On Thu, 6 Oct 2011, Jeff Law wrote: > -----BEGIN PGP SIGNED MESSAGE----- > Hash: SHA1 > > On 10/06/11 04:13, Richard Guenther wrote: > > > > > People have already commented on pieces, so I'm looking only at the > > tree-ssa-reassoc.c pieces (did you consider piggy-backing on IVOPTs > > instead? The idea is to expose additional CSE opportunities, > > right? So it's sort-of a strength-reduction optimization on scalar > > code (classically strength reduction in loops transforms for (i) { > > z = i*x; } to z = 0; for (i) { z += x }).
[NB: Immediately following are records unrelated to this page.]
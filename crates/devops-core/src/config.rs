//! Shared configuration for the DevOps bot.
//!
//! Provides functions to locate the bot's state directory and the settings
//! the bootstrap code needs to wire the bot together.
//!
//! # Storage Structure
//!
//! All application data is stored under `~/.devops-bot/`:
//!
//! ```text
//! ~/.devops-bot/
//! ├── logs/         # Telemetry and application logs
//! ├── config/       # .env.local with secrets
//! └── state/        # Conversation state
//! ```
//!
//! # Environment Variables
//!
//! - `DEVOPS_BOT_STATE_DIR`: Override the base state directory
//! - `TELEGRAM_BOT_TOKEN`: Chat platform token (required)
//! - `TELEGRAM_API_URL`: Local Bot API server / emulator override
//! - `DEVOPS_APP_ID`, `DEVOPS_APP_SECRET`: OAuth application credentials
//! - `DEVOPS_AUTHORIZE_URL`, `DEVOPS_TOKEN_URL`, `DEVOPS_APP_SCOPE`: OAuth endpoints and scope
//! - `DEVOPS_CALLBACK_URL`: Public base URL of the callback server
//! - `BOT_HTTP_PORT`: Callback server port
//! - `BOT_EULA_URL`: EULA link shown in the welcome message

use std::path::PathBuf;
use std::sync::OnceLock;

use tracing::debug;
use url::Url;

use crate::error::{ConfigError, Result};

/// Environment variable for custom state directory.
pub const STATE_DIR_ENV: &str = "DEVOPS_BOT_STATE_DIR";

pub const TELEGRAM_TOKEN_ENV: &str = "TELEGRAM_BOT_TOKEN";
pub const TELEGRAM_API_URL_ENV: &str = "TELEGRAM_API_URL";
pub const APP_ID_ENV: &str = "DEVOPS_APP_ID";
pub const APP_SECRET_ENV: &str = "DEVOPS_APP_SECRET";
pub const AUTHORIZE_URL_ENV: &str = "DEVOPS_AUTHORIZE_URL";
pub const TOKEN_URL_ENV: &str = "DEVOPS_TOKEN_URL";
pub const APP_SCOPE_ENV: &str = "DEVOPS_APP_SCOPE";
pub const CALLBACK_URL_ENV: &str = "DEVOPS_CALLBACK_URL";
pub const HTTP_PORT_ENV: &str = "BOT_HTTP_PORT";
pub const EULA_URL_ENV: &str = "BOT_EULA_URL";

/// Default state directory name under home.
const DEFAULT_STATE_DIR: &str = ".devops-bot";

const DEFAULT_AUTHORIZE_URL: &str = "https://app.vssps.visualstudio.com/oauth2/authorize";
const DEFAULT_TOKEN_URL: &str = "https://app.vssps.visualstudio.com/oauth2/token";
const DEFAULT_SCOPE: &str = "vso.build_execute vso.profile vso.project vso.release_manage";
const DEFAULT_CALLBACK_URL: &str = "http://localhost:3978";
const DEFAULT_HTTP_PORT: u16 = 3978;
const DEFAULT_EULA_URL: &str = "https://github.com/devops-bot/devops-bot/blob/main/EULA.md";

/// Path of the OAuth redirect handler on the callback server.
pub const OAUTH_CALLBACK_PATH: &str = "/oauth/callback";

// Subdirectory names
const LOGS_SUBDIR: &str = "logs";
const CONFIG_SUBDIR: &str = "config";
const STATE_SUBDIR: &str = "state";

static STATE_DIR_CACHE: OnceLock<PathBuf> = OnceLock::new();

/// Get the bot's state directory.
///
/// The state directory is determined by:
/// 1. `DEVOPS_BOT_STATE_DIR` environment variable if set
/// 2. `~/.devops-bot` if home directory is available
/// 3. `.devops-bot` in current directory as fallback
pub fn state_dir() -> PathBuf {
    STATE_DIR_CACHE
        .get_or_init(|| {
            std::env::var(STATE_DIR_ENV)
                .map(PathBuf::from)
                .unwrap_or_else(|_| {
                    dirs::home_dir()
                        .map(|h| h.join(DEFAULT_STATE_DIR))
                        .unwrap_or_else(|| PathBuf::from(DEFAULT_STATE_DIR))
                })
        })
        .clone()
}

/// Get the logs directory.
pub fn logs_dir() -> PathBuf {
    state_dir().join(LOGS_SUBDIR)
}

/// Get the user config directory.
pub fn config_dir() -> PathBuf {
    state_dir().join(CONFIG_SUBDIR)
}

/// Get the runtime state directory.
pub fn runtime_state_dir() -> PathBuf {
    state_dir().join(STATE_SUBDIR)
}

/// Get the conversation state file path.
pub fn conversations_file() -> PathBuf {
    runtime_state_dir().join("conversations.json")
}

/// Get the telemetry event log path (JSON lines).
pub fn telemetry_file() -> PathBuf {
    logs_dir().join("telemetry.jsonl")
}

/// Get the .env.local file path (secrets).
pub fn env_file() -> PathBuf {
    config_dir().join(".env.local")
}

/// Ensure the state directory and all subdirectories exist.
///
/// # Errors
/// Returns an error if any directory cannot be created.
pub fn ensure_all_dirs() -> std::io::Result<()> {
    std::fs::create_dir_all(logs_dir())?;
    std::fs::create_dir_all(config_dir())?;
    std::fs::create_dir_all(runtime_state_dir())?;
    Ok(())
}

/// Load environment files: the config dir's `.env.local` first, then a local
/// `.env.local` or `.env`. Variables already set are never overwritten.
pub fn load_env() {
    let env_path = env_file();
    if env_path.exists() {
        if let Err(e) = dotenvy::from_path(&env_path) {
            debug!(error = %e, path = %env_path.display(), "Could not load env file");
        }
    }
    let _ = dotenvy::from_filename(".env.local").or_else(|_| dotenvy::dotenv());
}

/// OAuth application settings used for sign-in.
#[derive(Debug, Clone, PartialEq, Eq)]
pub struct OAuthSettings {
    /// Application (client) id.
    pub app_id: String,
    /// Client secret, sent as the client assertion.
    pub app_secret: String,
    /// Authorize endpoint.
    pub authorize_url: Url,
    /// Token endpoint.
    pub token_url: Url,
    /// Space separated scopes.
    pub scope: String,
    /// Full redirect URI registered with the application.
    pub redirect_url: Url,
}

/// Settings consumed by the bootstrap code.
#[derive(Debug, Clone, PartialEq, Eq)]
pub struct BotConfig {
    /// Chat platform token.
    pub telegram_token: String,
    /// Optional Bot API server override (local emulator).
    pub telegram_api_url: Option<Url>,
    /// OAuth settings; `None` disables sign-in.
    pub oauth: Option<OAuthSettings>,
    /// Port of the callback/health server.
    pub http_port: u16,
    /// EULA link for the welcome message.
    pub eula_url: String,
}

impl BotConfig {
    /// Reads the configuration from process environment variables.
    pub fn from_env() -> Result<Self> {
        Self::from_lookup(|name| std::env::var(name).ok())
    }

    /// Reads the configuration through `lookup`, which returns the value of a
    /// variable if set.
    pub fn from_lookup<F>(lookup: F) -> Result<Self>
    where
        F: Fn(&str) -> Option<String>,
    {
        let get = |name: &str| lookup(name).map(|v| v.trim().to_string()).filter(|v| !v.is_empty());

        let telegram_token = get(TELEGRAM_TOKEN_ENV).ok_or(ConfigError::Missing(TELEGRAM_TOKEN_ENV))?;

        let telegram_api_url = get(TELEGRAM_API_URL_ENV)
            .map(|v| parse_url(TELEGRAM_API_URL_ENV, &v))
            .transpose()?;

        let http_port = match get(HTTP_PORT_ENV) {
            Some(v) => v.parse().map_err(|e: std::num::ParseIntError| ConfigError::Invalid {
                name: HTTP_PORT_ENV,
                message: e.to_string(),
            })?,
            None => DEFAULT_HTTP_PORT,
        };

        let oauth = match (get(APP_ID_ENV), get(APP_SECRET_ENV)) {
            (Some(app_id), Some(app_secret)) => {
                let callback = get(CALLBACK_URL_ENV).unwrap_or_else(|| DEFAULT_CALLBACK_URL.to_string());
                let redirect = format!("{}{}", callback.trim_end_matches('/'), OAUTH_CALLBACK_PATH);
                Some(OAuthSettings {
                    app_id,
                    app_secret,
                    authorize_url: parse_url(
                        AUTHORIZE_URL_ENV,
                        &get(AUTHORIZE_URL_ENV).unwrap_or_else(|| DEFAULT_AUTHORIZE_URL.to_string()),
                    )?,
                    token_url: parse_url(
                        TOKEN_URL_ENV,
                        &get(TOKEN_URL_ENV).unwrap_or_else(|| DEFAULT_TOKEN_URL.to_string()),
                    )?,
                    scope: get(APP_SCOPE_ENV).unwrap_or_else(|| DEFAULT_SCOPE.to_string()),
                    redirect_url: parse_url(CALLBACK_URL_ENV, &redirect)?,
                })
            }
            _ => None,
        };

        Ok(Self {
            telegram_token,
            telegram_api_url,
            oauth,
            http_port,
            eula_url: get(EULA_URL_ENV).unwrap_or_else(|| DEFAULT_EULA_URL.to_string()),
        })
    }

    /// Address the callback server binds to.
    pub fn bind_address(&self) -> String {
        format!("0.0.0.0:{}", self.http_port)
    }
}

fn parse_url(name: &'static str, value: &str) -> Result<Url> {
    Url::parse(value).map_err(|e| ConfigError::Invalid {
        name,
        message: e.to_string(),
    })
}

#[cfg(test)]
mod tests {
    use super::*;
    use std::collections::HashMap;

    fn lookup(pairs: &[(&str, &str)]) -> impl Fn(&str) -> Option<String> {
        let map: HashMap<String, String> = pairs
            .iter()
            .map(|(k, v)| (k.to_string(), v.to_string()))
            .collect();
        move |name| map.get(name).cloned()
    }

    #[test]
    fn test_state_dir_paths() {
        assert!(logs_dir().ends_with("logs"));
        assert!(config_dir().ends_with("config"));
        assert!(runtime_state_dir().ends_with("state"));
        assert!(conversations_file().ends_with("conversations.json"));
        assert!(telemetry_file().ends_with("telemetry.jsonl"));
        assert!(env_file().ends_with(".env.local"));
    }

    #[test]
    fn test_missing_token() {
        let err = BotConfig::from_lookup(lookup(&[])).unwrap_err();
        assert!(matches!(err, ConfigError::Missing(TELEGRAM_TOKEN_ENV)));
    }

    #[test]
    fn test_defaults() {
        let config = BotConfig::from_lookup(lookup(&[(TELEGRAM_TOKEN_ENV, "123:abc")])).unwrap();
        assert_eq!(config.telegram_token, "123:abc");
        assert_eq!(config.http_port, DEFAULT_HTTP_PORT);
        assert!(config.telegram_api_url.is_none());
        assert!(config.oauth.is_none());
        assert_eq!(config.bind_address(), "0.0.0.0:3978");
    }

    #[test]
    fn test_oauth_settings() {
        let config = BotConfig::from_lookup(lookup(&[
            (TELEGRAM_TOKEN_ENV, "t"),
            (APP_ID_ENV, "app"),
            (APP_SECRET_ENV, "secret"),
            (CALLBACK_URL_ENV, "https://bot.example.com/"),
        ]))
        .unwrap();
        let oauth = config.oauth.unwrap();
        assert_eq!(oauth.app_id, "app");
        assert_eq!(oauth.redirect_url.as_str(), "https://bot.example.com/oauth/callback");
        assert_eq!(oauth.authorize_url.as_str(), DEFAULT_AUTHORIZE_URL);
        assert_eq!(oauth.scope, DEFAULT_SCOPE);
    }

    #[test]
    fn test_invalid_port() {
        let err = BotConfig::from_lookup(lookup(&[(TELEGRAM_TOKEN_ENV, "t"), (HTTP_PORT_ENV, "http")]))
            .unwrap_err();
        assert!(matches!(err, ConfigError::Invalid { name: HTTP_PORT_ENV, .. }));
    }

    #[test]
    fn test_emulator_override() {
        let config = BotConfig::from_lookup(lookup(&[
            (TELEGRAM_TOKEN_ENV, "t"),
            (TELEGRAM_API_URL_ENV, "http://localhost:8081"),
        ]))
        .unwrap();
        assert_eq!(config.telegram_api_url.unwrap().as_str(), "http://localhost:8081/");
    }

    #[test]
    fn test_blank_values_are_ignored() {
        let config = BotConfig::from_lookup(lookup(&[
            (TELEGRAM_TOKEN_ENV, "t"),
            (APP_ID_ENV, "  "),
            (APP_SECRET_ENV, "secret"),
        ]))
        .unwrap();
        assert!(config.oauth.is_none());
    }
}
That might be worth in > > general, even for non-address cases. So - if you rename that thing > > to tree-ssa-strength-reduce.c you can get away without > > piggy-backing on anything ;) If you structure it to detect a > > strength reduction opportunity (thus, you'd need to match > > two/multiple of the patterns at the same time) that would be a > > bonus ... generalizing it a little bit would be another. > There's a variety of literature that uses PRE to detect and optimize > straightline code strength reduction. I poked at it at one time (RTL > gcse framework) and it looked reasonably promising. Never pushed it > all the way through. I poked at it in the tree PRE framework at some point but never pushed it through either. At least it didn't feel like it "fits" PRE (and PRE should also be able to handle the loop case). Richard.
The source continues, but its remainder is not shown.